Last week the Esri story maps team published “Big Dams: Boon or Bane?” featuring a gallery of the world’s largest dams. Although our team’s main role is to create and update Story Map apps for the benefit of our growing user community, we like to publish our own stories, for several reasons:
• To experiment with new functions and user experiences
• To provide storytelling examples and inspiration to our users
• To collaborate with organizations, especially non-profits, to help them get in the habit of producing story maps
In the case of Big Dams, I wanted to feature Esri’s imagery basemap, and to publish a story without any customization. We’ve found that imagery-based stories are almost always popular—lots of people, myself included, love to look at the Earth from above. I considered using the Story Map Cascade app, but decided on Story Map Journal because of its versatility; I also wanted to use “story actions” here and there to emphasize specific locations.
In compiling the story I used Wikipedia’s lists of largest dams—and learned that there are several ways to measure how big a dam is. I decided that was interesting, and used size of dam, size of reservoir, size of hydro plant, and height of dam as a way of organizing the story. But I also wanted to spotlight some dams that pose, or have posed, a safety threat, and to show how some rivers have been dammed multiple times.
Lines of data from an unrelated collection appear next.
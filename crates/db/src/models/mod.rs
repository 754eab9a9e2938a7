//! Entity models and DTOs.
//!
//! Each submodule contains:
//! - A `FromRow` + `Serialize` entity struct matching the database row
//! - A `Deserialize` DTO for writes

pub mod admin;
pub mod landing;
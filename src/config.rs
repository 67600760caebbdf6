//! Run-level configuration, composing the per-crate tunables.

use serde::{Deserialize, Serialize};
use settlement_watch::SettleConfig;
use tool_start::StartPolicyView;

#[derive(Clone, Debug, Serialize, Deserialize)]
pub struct ProbeConfig {
    /// Hard ceiling on navigation; exceeding it is a run-level
    /// failure.
    pub nav_timeout_ms: u64,
    /// Grace period after navigation before looking for the start
    /// control, letting the first paint and early loading happen.
    pub pre_click_grace_ms: u64,
    /// Overall budget for the start resolver (all strategies and
    /// their settle waits).
    pub interaction_budget_ms: u64,
    /// How many of the largest resources the report lists.
    pub top_files: usize,
    pub start: StartPolicyView,
    pub settle: SettleConfig,
}

impl Default for ProbeConfig {
    fn default() -> Self {
        Self {
            nav_timeout_ms: 60_000,
            pre_click_grace_ms: 3_000,
            interaction_budget_ms: 30_000,
            top_files: 10,
            start: StartPolicyView::default(),
            settle: SettleConfig::default(),
        }
    }
}
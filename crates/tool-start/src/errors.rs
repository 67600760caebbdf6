use thiserror::Error;

use canvasprobe_core_types::ProbeError;

#[derive(Debug, Error)]
pub enum StartError {
    #[error("operation cancelled")]
    Cancelled,
}

impl From<StartError> for ProbeError {
    fn from(err: StartError) -> Self {
        match err {
            StartError::Cancelled => ProbeError::Cancelled,
        }
    }
}
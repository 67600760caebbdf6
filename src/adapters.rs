//! Thin glue between the shared resource log and the count-reading
//! ports of the resolver and the settlement loop.

use std::sync::Arc;

use resource_observer::ResourceLog;
use settlement_watch::CountSource;
use tool_start::ports::CounterPort;

/// Count reads over the run's resource log.
#[derive(Clone)]
pub struct LogCounter(pub Arc<ResourceLog>);

impl CounterPort for LogCounter {
    fn current_count(&self) -> u64 {
        self.0.current_count()
    }
}

impl CountSource for LogCounter {
    fn current_count(&self) -> u64 {
        self.0.current_count()
    }
}

#[cfg(test)]
mod tests {
    use super::*;
    use resource_observer::ResponseEvidence;

    #[test]
    fn both_ports_see_the_same_log() {
        let log = Arc::new(ResourceLog::new());
        let counter = LogCounter(Arc::clone(&log));

        log.record_response(ResponseEvidence {
            url: "https://cdn.example/app.js".into(),
            status: Some(200),
            decoded_body_len: Some(128),
            ..ResponseEvidence::default()
        });

        assert_eq!(CounterPort::current_count(&counter), 1);
        assert_eq!(CountSource::current_count(&counter), 1);
    }
}
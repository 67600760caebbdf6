//! URL-extension based resource classification.

use serde::{Deserialize, Serialize};
use url::Url;

/// Coarse resource category derived from the URL path extension.
///
/// The query string and fragment are ignored; only the last path
/// segment's extension is considered.
#[derive(Clone, Copy, Debug, Eq, PartialEq, Ord, PartialOrd, Hash, Serialize, Deserialize)]
pub enum ResourceKind {
    Html,
    Css,
    JavaScript,
    Image,
    Audio,
    Font,
    Json,
    SpineBinary,
    Other,
}

impl ResourceKind {
    /// Stable ordering used by per-kind report breakdowns.
    pub const REPORT_ORDER: [ResourceKind; 9] = [
        ResourceKind::Html,
        ResourceKind::Css,
        ResourceKind::JavaScript,
        ResourceKind::Image,
        ResourceKind::Audio,
        ResourceKind::Font,
        ResourceKind::Json,
        ResourceKind::SpineBinary,
        ResourceKind::Other,
    ];

    pub fn from_url(raw: &str) -> Self {
        let path = match Url::parse(raw) {
            Ok(url) => url.path().to_string(),
            // Relative or otherwise unparseable URL: strip query/fragment by hand.
            Err(_) => {
                let end = raw.find(['?', '#']).unwrap_or(raw.len());
                raw[..end].to_string()
            }
        };
        let segment = path.rsplit('/').next().unwrap_or("");
        let ext = match segment.rsplit_once('.') {
            Some((stem, ext)) if !stem.is_empty() && !ext.is_empty() => ext.to_ascii_lowercase(),
            _ => return ResourceKind::Other,
        };
        Self::from_extension(&ext)
    }

    pub fn from_extension(ext: &str) -> Self {
        match ext {
            "html" | "htm" => ResourceKind::Html,
            "css" => ResourceKind::Css,
            "js" | "mjs" | "ts" => ResourceKind::JavaScript,
            "png" | "jpg" | "jpeg" | "gif" | "webp" | "svg" | "ico" => ResourceKind::Image,
            "mp3" | "wav" | "ogg" | "m4a" | "aac" => ResourceKind::Audio,
            "woff" | "woff2" | "ttf" | "otf" | "eot" => ResourceKind::Font,
            "json" => ResourceKind::Json,
            "atlas" | "skel" => ResourceKind::SpineBinary,
            _ => ResourceKind::Other,
        }
    }

    pub fn label(&self) -> &'static str {
        match self {
            ResourceKind::Html => "HTML",
            ResourceKind::Css => "CSS",
            ResourceKind::JavaScript => "JavaScript",
            ResourceKind::Image => "Image",
            ResourceKind::Audio => "Audio",
            ResourceKind::Font => "Font",
            ResourceKind::Json => "JSON",
            ResourceKind::SpineBinary => "Spine",
            ResourceKind::Other => "Other",
        }
    }
}
//! Canvasprobe settlement detector.
//!
//! Decides when to stop waiting and consider a run's resource log
//! complete. The poll-step logic lives in [`SettlementState`] as pure
//! functions over explicit timestamps so it can be unit tested without
//! real timers; [`wait_for_settlement`] is the bounded async loop
//! around it.

pub mod config;

use std::time::{Duration, Instant};

use serde::Serialize;
use tokio::time::{interval, sleep, MissedTickBehavior};
use tokio_util::sync::CancellationToken;
use tracing::{debug, instrument, warn};

pub use config::SettleConfig;

/// Read access to the observer's cumulative resource count.
///
/// Consumers treat the value as a lower bound during an in-progress
/// wait; at-least-consistent reads are sufficient.
pub trait CountSource: Send + Sync {
    fn current_count(&self) -> u64;
}

/// Poll-step verdict.
#[derive(Clone, Copy, Debug, Eq, PartialEq)]
pub enum Verdict {
    Pending,
    Idle,
}

/// How the settlement loop ended.
#[derive(Clone, Copy, Debug, Eq, PartialEq, Serialize)]
pub enum SettleOutcome {
    /// Idle conditions held through the confirmatory wait.
    Settled,
    /// The hard ceiling elapsed before the page went idle.
    CeilingReached,
    Cancelled,
}

/// Idle-tracking snapshot for one settlement loop.
///
/// `last_activity` only ever advances forward, and only when the
/// snapshot count increases.
#[derive(Clone, Copy, Debug)]
pub struct SettlementState {
    started_at: Instant,
    last_activity: Instant,
    snapshot_count: u64,
}

impl SettlementState {
    pub fn new(now: Instant) -> Self {
        Self {
            started_at: now,
            last_activity: now,
            snapshot_count: 0,
        }
    }

    /// Fold one observed count into the state.
    pub fn observe(mut self, count: u64, now: Instant) -> Self {
        if count > self.snapshot_count {
            self.snapshot_count = count;
            self.last_activity = now;
        }
        self
    }

    pub fn verdict(&self, now: Instant, config: &SettleConfig) -> Verdict {
        let elapsed = now.saturating_duration_since(self.started_at);
        let idle = now.saturating_duration_since(self.last_activity);
        let settled = elapsed >= Duration::from_millis(config.min_elapsed_ms)
            && idle >= Duration::from_millis(config.idle_threshold_ms)
            && self.snapshot_count >= config.min_resources;
        if settled {
            Verdict::Idle
        } else {
            Verdict::Pending
        }
    }

    pub fn snapshot_count(&self) -> u64 {
        self.snapshot_count
    }

    pub fn idle_for(&self, now: Instant) -> Duration {
        now.saturating_duration_since(self.last_activity)
    }

    pub fn elapsed(&self, now: Instant) -> Duration {
        now.saturating_duration_since(self.started_at)
    }
}

/// Poll the counter until the page settles, the ceiling elapses, or
/// the run is cancelled. Always terminates.
#[instrument(skip_all)]
pub async fn wait_for_settlement(
    counter: &dyn CountSource,
    config: &SettleConfig,
    cancel: &CancellationToken,
) -> SettleOutcome {
    let started = Instant::now();
    let deadline = started + Duration::from_millis(config.max_wait_ms);
    let mut state = SettlementState::new(started);
    let mut ticker = interval(Duration::from_millis(config.poll_interval_ms.max(1)));
    ticker.set_missed_tick_behavior(MissedTickBehavior::Skip);

    loop {
        tokio::select! {
            _ = cancel.cancelled() => return SettleOutcome::Cancelled,
            _ = ticker.tick() => {}
        }

        let now = Instant::now();
        if now >= deadline {
            warn!(
                resources = state.snapshot_count(),
                "settlement ceiling reached before the page went idle"
            );
            return SettleOutcome::CeilingReached;
        }

        state = state.observe(counter.current_count(), now);
        if state.verdict(now, config) == Verdict::Pending {
            continue;
        }

        // Apparent settlement: confirm with one extra wait, bounded
        // by whatever remains of the ceiling.
        debug!(
            resources = state.snapshot_count(),
            idle_ms = state.idle_for(now).as_millis() as u64,
            "network idle detected, verifying"
        );
        let before = state.snapshot_count();
        let confirm = Duration::from_millis(config.confirm_wait_ms)
            .min(deadline.saturating_duration_since(now));
        tokio::select! {
            _ = cancel.cancelled() => return SettleOutcome::Cancelled,
            _ = sleep(confirm) => {}
        }

        let after = counter.current_count();
        if after > before {
            debug!(new = after - before, "activity resumed during confirmation");
            state = state.observe(after, Instant::now());
            continue;
        }

        debug!(resources = after, "settlement confirmed");
        return SettleOutcome::Settled;
    }
}
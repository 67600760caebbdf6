use async_trait::async_trait;
use canvasprobe_core_types::{ActionId, ProbeError};

use crate::model::{InteractionAttempt, RelPoint, StartReport};

/// Result of dispatching a synthetic click sequence at the canvas.
#[derive(Clone, Debug, Default)]
pub struct ClickDispatch {
    /// False when the page exposes no canvas element. A soft miss,
    /// not an error.
    pub applicable: bool,
    /// Viewport pixel the sequence was dispatched at, when resolved
    /// from the canvas bounding box.
    pub pixel: Option<(i32, i32)>,
}

/// A visible DOM element the overlay fallback activated.
#[derive(Clone, Debug)]
pub struct OverlayHit {
    pub tag: String,
    pub text: String,
}

/// In-page dispatch capability supplied by the automation driver.
///
/// Implementations run inside the page context and must tolerate the
/// page navigating away mid-call; such faults surface as `Err` and are
/// isolated to the strategy that triggered them.
#[async_trait]
pub trait SurfacePort: Send + Sync {
    /// Dispatch a pointer-down/pointer-up plus mouse-down/mouse-up/
    /// click sequence at the pixel derived from the canvas bounding
    /// box and `point`, repeated `repeat` times back to back.
    async fn click_canvas(&self, point: RelPoint, repeat: u8) -> Result<ClickDispatch, ProbeError>;

    /// Scan the DOM for visible elements whose text or alt attribute
    /// matches one of `phrases` (case-insensitive), preferring
    /// semantic buttons, and invoke the first match's native
    /// activation. `None` when nothing matched.
    async fn click_overlay(&self, phrases: &[String]) -> Result<Option<OverlayHit>, ProbeError>;
}

/// Read access to the observer's cumulative resource count. Reads are
/// treated as lower bounds while loading is in progress.
pub trait CounterPort: Send + Sync {
    fn current_count(&self) -> u64;
}

/// Lifecycle notifications for observability layers.
#[async_trait]
pub trait EventsPort: Send + Sync {
    async fn emit_started(&self, action: &ActionId);
    async fn emit_attempt(&self, action: &ActionId, attempt: &InteractionAttempt);
    async fn emit_resolved(&self, action: &ActionId, report: &StartReport);
}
So I used all-caps lead-ins to the section titles to make the story’s structure clear. I also used colored type to lend a consistent look to the story. I chose a buff color from the lead photo and copied the hex value (#b7ab93) into the “Select color” function in the Journal builder:
I frequently add color to text to give a story a unified look. In the dams story, the running text is light gray rather than white, which I think is easier to read. I also made the story actions bold and red to make them more visually prominent.
And of course I chose the option for light type on black background in the Settings > Theme menu. Somehow the black theme works effectively with the imagery in this story.
The maps showing locations of the largest dams in each category were produced in ArcGIS Online. It’s a single web map with separate layers for each of the four categories of “biggest”. For each layer I created a simple CSV file with dam name, country, size, and lat-long coordinates. I used ArcGIS Online’s smart mapping function to assign graduated circle sizes and colors.
I also wanted to locate each of the dams featured in the story. I used Adobe graphics software to generate simple, static maps, and saved them as PNG files so that they would blend into the black background.